Task goal:
Copy out all of the data exactly as it appears.

Information:
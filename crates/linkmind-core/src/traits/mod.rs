//! Seams between the audit engine and its collaborators.

mod case_store;
mod financial_ledger;
mod probation_store;
mod vendor_adapter;

pub use case_store::ICaseStore;
pub use financial_ledger::IFinancialLedger;
pub use probation_store::IProbationStore;
pub use vendor_adapter::IVendorAdapter;
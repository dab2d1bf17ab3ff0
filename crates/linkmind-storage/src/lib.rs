//! # linkmind-storage
//!
//! SQLite persistence for the audit engine: the probation list and the
//! append-only financial ledger.

pub mod engine;
pub mod migrations;
pub mod pool;
pub mod queries;

pub use engine::StorageEngine;

use linkmind_core::errors::{LinkMindError, StorageError};

/// Wrap a SQLite failure message as a storage error.
pub fn to_storage_err(message: impl Into<String>) -> LinkMindError {
    LinkMindError::Storage(StorageError::SqliteError {
        message: message.into(),
    })
}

Reply to the exercise:
filename crates/linkmind-core/src/traits/mod.rs
//! Seams between the audit engine and its collaborators.

mod case_store;
mod financial_ledger;
mod probation_store;
mod vendor_adapter;

pub use case_store::ICaseStore;
pub use financial_ledger::IFinancialLedger;
pub use probation_store::IProbationStore;
pub use vendor_adapter::IVendorAdapter;
repository dab2d1bf17ab3ff0
filename crates/linkmind-storage/src/lib.rs
//! # linkmind-storage
//!
//! SQLite persistence for the audit engine: the probation list and the
//! append-only financial ledger.

pub mod engine;
pub mod migrations;
pub mod pool;
pub mod queries;

pub use engine::StorageEngine;

use linkmind_core::errors::{LinkMindError, StorageError};

/// Wrap a SQLite failure message as a storage error.
pub fn to_storage_err(message: impl Into<String>) -> LinkMindError {
    LinkMindError::Storage(StorageError::SqliteError {
        message: message.into(),
    })
}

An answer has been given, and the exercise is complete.